[Exercise goal]:
Tally the lines in the entries below where the string "never" occurs. Reply with the total alone.

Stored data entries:

=== Begin Enclosure ===

//! Default configuration constants for voicecue.
//!
//! Shared between the TOML configuration and the engine-facing config so the
//! two can never disagree.

/// Default pause duration in milliseconds after a confirmed trigger match.
///
/// 1500ms (1.5 seconds) is long enough that a speaker who is merely taking a
/// breath mid-sentence resumes before playback is requested.
pub const PAUSE_DURATION_MS: u64 = 1500;

/// Default settle delay in milliseconds.
///
/// Quiet period used to coalesce bursts of final results into one committed
/// transcript update. Not the user-facing pause duration.
pub const SETTLE_DELAY_MS: u64 = 300;

/// Default size of the fallback recency window, in characters.
///
/// Measured in characters (not words) over the lowercased recent transcript.
pub const RECENCY_WINDOW_CHARS: usize = 200;

/// How long the terminal playback sink pretends to play, in milliseconds.
pub const SIMULATED_PLAYBACK_MS: u64 = 0;

/// Id prefix for trigger phrases seeded from the configuration file.
pub const DEFAULT_TRIGGER_ID_PREFIX: &str = "default";

/// Id prefix for trigger phrases added by the user and persisted in the store.
pub const USER_TRIGGER_ID_PREFIX: &str = "user";

/// Capacity of the driver's input and output channels.
pub const CHANNEL_CAPACITY: usize = 64;
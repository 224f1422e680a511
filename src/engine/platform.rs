//! Infers whether the recognition backend is cumulative or incremental.

use crate::engine::normalize;
use crate::engine::types::PlatformMode;
use tracing::info;

/// Classify a backend from one final result.
///
/// Cumulative iff the incoming text has more words than the current transcript
/// and the current word list is an exact in-order prefix of it.
pub fn classify(current: &str, incoming: &str) -> PlatformMode {
    let current_words = normalize::words(current);
    let incoming_words = normalize::words(incoming);

    if incoming_words.len() > current_words.len()
        && normalize::common_prefix_len(&current_words, &incoming_words) == current_words.len()
    {
        PlatformMode::Cumulative
    } else {
        PlatformMode::Incremental
    }
}

/// Latching per-session detector. Decides once, then never changes.
#[derive(Debug, Default)]
pub struct PlatformModeDetector {
    mode: PlatformMode,
}

impl PlatformModeDetector {
    pub fn new() -> Self {
        Self::default()
    }

    pub fn mode(&self) -> PlatformMode {
        self.mode
    }

    /// Observe a final segment against the current transcript.
    ///
    /// Decides only while the mode is still unknown and the current transcript
    /// is non-empty. Returns the mode when this call resolved it.
    pub fn observe_final(&mut self, current: &str, incoming: &str) -> Option<PlatformMode> {
        if self.mode != PlatformMode::Unknown || current.trim().is_empty() {
            return None;
        }
        self.mode = classify(current, incoming);
        info!(mode = ?self.mode, "Platform mode resolved");
        Some(self.mode)
    }
}

#[cfg(test)]
mod tests {
    use super::*;

    #[test]
    fn test_classify_cumulative() {
        assert_eq!(
            classify("good morning", "good morning how are you"),
            PlatformMode::Cumulative
        );
    }

    #[test]
    fn test_classify_incremental() {
        assert_eq!(
            classify("good morning", "how are you"),
            PlatformMode::Incremental
        );
    }

    #[test]
    fn test_classify_ignores_case_and_punctuation() {
        assert_eq!(
            classify("Good morning", "good morning, how are you?"),
            PlatformMode::Cumulative
        );
    }

    #[test]
    fn test_equal_length_restatement_is_incremental() {
        // Not strictly longer, so it cannot be a cumulative restatement.
        assert_eq!(
            classify("good morning", "good morning"),
            PlatformMode::Incremental
        );
    }

    #[test]
    fn test_detector_waits_for_non_empty_transcript() {
        let mut detector = PlatformModeDetector::new();
        assert_eq!(detector.observe_final("", "hello"), None);
        assert_eq!(detector.mode(), PlatformMode::Unknown);
    }

    #[test]
    fn test_detector_latches() {
        let mut detector = PlatformModeDetector::new();
        assert_eq!(
            detector.observe_final("good morning", "how are you"),
            Some(PlatformMode::Incremental)
        );
        // A later cumulative-looking result does not flip the decision.
        assert_eq!(
            detector.observe_final("how are you", "how are you doing today"),
            None
        );
        assert_eq!(detector.mode(), PlatformMode::Incremental);
    }
}
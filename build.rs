//! Build script: embeds the git short hash for `version_string()`.

use std::process::Command;

fn main() {
    if let Ok(output) = Command::new("git")
        .args(["rev-parse", "--short=7", "HEAD"])
        .output()
        && output.status.success()
    {
        let hash = String::from_utf8_lossy(&output.stdout).trim().to_string();
        println!("cargo:rustc-env=GIT_HASH={}", hash);
    }
    println!("cargo:rerun-if-changed=.git/HEAD");
    println!("cargo:rerun-if-changed=.git/refs/heads/");
}
//! Splits one recognition event into final and interim segments.

use crate::engine::types::RecognitionEvent;

/// A final segment together with its absolute result index.
#[derive(Debug, Clone, Copy, PartialEq, Eq)]
pub struct FinalSegment<'a> {
    pub index: usize,
    pub text: &'a str,
}

/// Classified view of an event's unprocessed range.
#[derive(Debug, Clone, Default, PartialEq, Eq)]
pub struct IngestedResults<'a> {
    /// Final segments in result order.
    pub finals: Vec<FinalSegment<'a>>,
    /// Text of the last interim segment in the range. Earlier interim
    /// segments of the same event are superseded.
    pub interim: Option<&'a str>,
}

impl IngestedResults<'_> {
    pub fn has_final(&self) -> bool {
        !self.finals.is_empty()
    }

    pub fn has_interim(&self) -> bool {
        self.interim.is_some()
    }
}

/// Scan `results[result_index..]`, ignoring blank segments.
///
/// An out-of-range `result_index` yields an empty view.
pub fn ingest(event: &RecognitionEvent) -> IngestedResults<'_> {
    let mut out = IngestedResults::default();
    let Some(range) = event.results.get(event.result_index..) else {
        return out;
    };

    for (offset, segment) in range.iter().enumerate() {
        let text = segment.text.trim();
        if text.is_empty() {
            continue;
        }
        if segment.is_final {
            out.finals.push(FinalSegment {
                index: event.result_index + offset,
                text,
            });
        } else {
            out.interim = Some(text);
        }
    }
    out
}

#[cfg(test)]
mod tests {
    use super::*;
    use crate::engine::types::RecognitionSegment;

    #[test]
    fn test_classifies_final_and_interim() {
        let event = RecognitionEvent::new(
            0,
            vec![
                RecognitionSegment::final_text("hello"),
                RecognitionSegment::interim("wor"),
            ],
        );
        let ingested = ingest(&event);
        assert_eq!(
            ingested.finals,
            vec![FinalSegment {
                index: 0,
                text: "hello"
            }]
        );
        assert_eq!(ingested.interim, Some("wor"));
        assert!(ingested.has_final());
        assert!(ingested.has_interim());
    }

    #[test]
    fn test_last_interim_wins() {
        let event = RecognitionEvent::new(
            0,
            vec![
                RecognitionSegment::interim("first"),
                RecognitionSegment::interim("second"),
            ],
        );
        assert_eq!(ingest(&event).interim, Some("second"));
    }

    #[test]
    fn test_skips_processed_range() {
        let event = RecognitionEvent::new(
            1,
            vec![
                RecognitionSegment::final_text("already seen"),
                RecognitionSegment::final_text("new text"),
            ],
        );
        let ingested = ingest(&event);
        assert_eq!(ingested.finals.len(), 1);
        assert_eq!(ingested.finals[0].index, 1);
        assert_eq!(ingested.finals[0].text, "new text");
    }

    #[test]
    fn test_blank_segments_ignored() {
        let event = RecognitionEvent::new(
            0,
            vec![
                RecognitionSegment::final_text("   "),
                RecognitionSegment::interim(""),
            ],
        );
        let ingested = ingest(&event);
        assert!(!ingested.has_final());
        assert!(!ingested.has_interim());
    }

    #[test]
    fn test_out_of_range_index() {
        let event = RecognitionEvent::new(5, vec![RecognitionSegment::final_text("x")]);
        assert_eq!(ingest(&event), IngestedResults::default());
    }
}
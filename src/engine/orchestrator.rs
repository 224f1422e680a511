//! The engine: one session's reconciliation and trigger detection.
//!
//! ```text
//! RecognitionEvent ─▶ ingest ─▶ reconcile ─▶ PauseBuffer ─(settle)─▶ TranscriptUpdated
//!                                   │
//!                                   └─(has final)─▶ TriggerMatcher ─▶ PauseGate ─(pause)─▶ PlaybackRequested
//! ```
//!
//! Every method runs to completion against the owned [`SessionState`] and
//! returns the events it produced. Time is passed in, never read, so a
//! simulated clock drives the engine exactly like a real one.

use crate::config::EngineConfig;
use crate::engine::ingest::{self, FinalSegment};
use crate::engine::matcher::{SearchTexts, TriggerMatcher};
use crate::engine::pause_buffer::PauseBuffer;
use crate::engine::pause_gate::PauseGate;
use crate::engine::session::SessionState;
use crate::engine::timer::TimerKind;
use crate::engine::types::{EngineEvent, MatchTier, PlatformMode, RecognitionEvent, SessionPhase};
use crate::error::Result;
use crate::triggers::{TriggerId, TriggerPhrase, TriggerSet};
use std::time::Instant;
use tracing::{debug, info, warn};

#[derive(Debug)]
pub struct Engine {
    config: EngineConfig,
    triggers: TriggerSet,
    matcher: TriggerMatcher,
    buffer: PauseBuffer,
    gate: PauseGate,
    state: SessionState,
}

impl Engine {
    pub fn new(config: EngineConfig, triggers: TriggerSet) -> Self {
        Self::with_matcher(config, triggers, TriggerMatcher::new())
    }

    pub fn with_matcher(
        config: EngineConfig,
        triggers: TriggerSet,
        matcher: TriggerMatcher,
    ) -> Self {
        Self {
            buffer: PauseBuffer::new(config.settle_delay),
            gate: PauseGate::new(config.pause_duration),
            config,
            triggers,
            matcher,
            state: SessionState::new(),
        }
    }

    pub fn config(&self) -> &EngineConfig {
        &self.config
    }

    pub fn state(&self) -> &SessionState {
        &self.state
    }

    pub fn phase(&self) -> SessionPhase {
        self.state.phase()
    }

    pub fn platform_mode(&self) -> PlatformMode {
        self.state.platform_mode()
    }

    pub fn triggers(&self) -> &TriggerSet {
        &self.triggers
    }

    /// Takes effect on the next recognition event.
    pub fn add_trigger(&mut self, trigger: TriggerPhrase) -> Result<()> {
        self.triggers.add(trigger)
    }

    pub fn remove_trigger(&mut self, id: &TriggerId) -> Result<TriggerPhrase> {
        self.triggers.remove(id)
    }

    /// Earliest time [`Engine::poll_timers`] has work to do.
    pub fn next_deadline(&self) -> Option<Instant> {
        self.state.next_deadline()
    }

    /// Begin a fresh session. No-op while already listening.
    pub fn start(&mut self) {
        if self.state.is_listening {
            debug!("start ignored: already listening");
            return;
        }
        self.state = SessionState::new();
        self.state.is_listening = true;
        info!("Session started");
    }

    /// End the session: both timers and the pending buffer are discarded.
    pub fn stop(&mut self) {
        if !self.state.is_listening {
            return;
        }
        self.state.settle_timer.cancel();
        self.state.pause_timer.cancel();
        self.state = SessionState::new();
        info!("Session stopped");
    }

    /// Forget the transcript and any pending detection.
    pub fn clear(&mut self) -> Vec<EngineEvent> {
        self.state.clear_transcript();
        self.state.pause_timer.cancel();
        self.state.clear_detection();
        debug!("Transcript cleared");
        vec![EngineEvent::DisplayCleared]
    }

    /// The playback collaborator finished.
    pub fn playback_finished(&mut self) {
        if self.state.is_playing {
            self.state.is_playing = false;
            info!("Playback finished");
        }
    }

    /// Process one recognition event.
    pub fn handle_event(&mut self, event: &RecognitionEvent, now: Instant) -> Vec<EngineEvent> {
        if !self.state.is_listening {
            debug!("Recognition event ignored: not listening");
            return Vec::new();
        }

        let ingested = ingest::ingest(event);
        self.state.prune_delivered(event.result_index);
        let finals: Vec<FinalSegment<'_>> = ingested
            .finals
            .iter()
            .filter(|segment| !self.state.is_redelivery(segment))
            .copied()
            .collect();
        let has_final = !finals.is_empty();
        let has_interim = ingested.has_interim();
        if !has_final && !has_interim {
            return Vec::new();
        }

        let mut events = Vec::new();

        let reference = self.state.reference_text();
        let reconciled = self.state.reconciler.reconcile_finals(&reference, &finals);
        for segment in &finals {
            self.state.mark_delivered(segment);
        }
        self.buffer.push_delta(&mut self.state, &reconciled.delta, now);

        if let Some(interim) = ingested.interim {
            self.state.last_speech_time = Some(now);
            let reference = self.state.reference_text();
            let text = self.state.reconciler.interim_delta(&reference, interim);
            if !text.is_empty() {
                events.push(EngineEvent::InterimTranscript {
                    text: text.to_string(),
                });
            }
            self.gate.on_speech(&mut self.state);
        }
        self.buffer.on_activity(&mut self.state, has_interim, now);

        if has_final {
            self.detect_trigger(has_interim, now, &mut events);
        }
        events
    }

    fn detect_trigger(&mut self, has_interim: bool, now: Instant, events: &mut Vec<EngineEvent>) {
        let texts = SearchTexts::new(
            &self.state.stable_transcript,
            &self.state.pending_final_buffer,
            self.config.recency_window_chars,
        );
        let outcome = self.matcher.find(&self.triggers, &texts);
        events.extend(outcome.rejected.into_iter().map(EngineEvent::Diagnostic));

        let Some(found) = outcome.found else {
            if self.state.trigger_detected_in_session {
                debug!("No trigger in latest text, clearing detection");
            }
            self.state.clear_detection();
            // With the detection gone there is nothing left to play.
            self.gate.on_speech(&mut self.state);
            return;
        };

        if found.tier == MatchTier::Fallback && self.state.trigger_detected_in_session {
            debug!(phrase = %found.trigger.phrase, "Fallback match already reported");
            return;
        }

        info!(
            phrase = %found.trigger.phrase,
            tier = ?found.tier,
            matched = %found.matched_text,
            "Trigger detected"
        );
        self.state.trigger_detected_in_session = true;
        self.state.detected_trigger = Some(found.trigger.clone());
        events.push(EngineEvent::TriggerDetected {
            trigger: found.trigger,
            matched_text: found.matched_text,
            tier: found.tier,
            at: now,
        });

        if !has_interim {
            events.extend(self.gate.arm(&mut self.state, now));
        }
    }

    /// Run every timer that has expired at `now`, earliest first.
    pub fn poll_timers(&mut self, now: Instant) -> Vec<EngineEvent> {
        if !self.state.is_listening {
            if self.state.next_deadline().is_some() {
                warn!("Timer live on a stopped session, discarding");
                self.state.settle_timer.cancel();
                self.state.pause_timer.cancel();
            }
            return Vec::new();
        }

        let mut order = [
            (TimerKind::Settle, self.state.settle_timer.deadline()),
            (TimerKind::Pause, self.state.pause_timer.deadline()),
        ];
        order.sort_by_key(|(_, due)| *due);

        let mut events = Vec::new();
        for (kind, _) in order {
            let event = match kind {
                TimerKind::Settle => self.buffer.commit_if_due(&mut self.state, now),
                TimerKind::Pause => self.gate.fire_if_due(&mut self.state, now),
            };
            events.extend(event);
        }
        events
    }
}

=== End Enclosure ===

[Written answer]:
3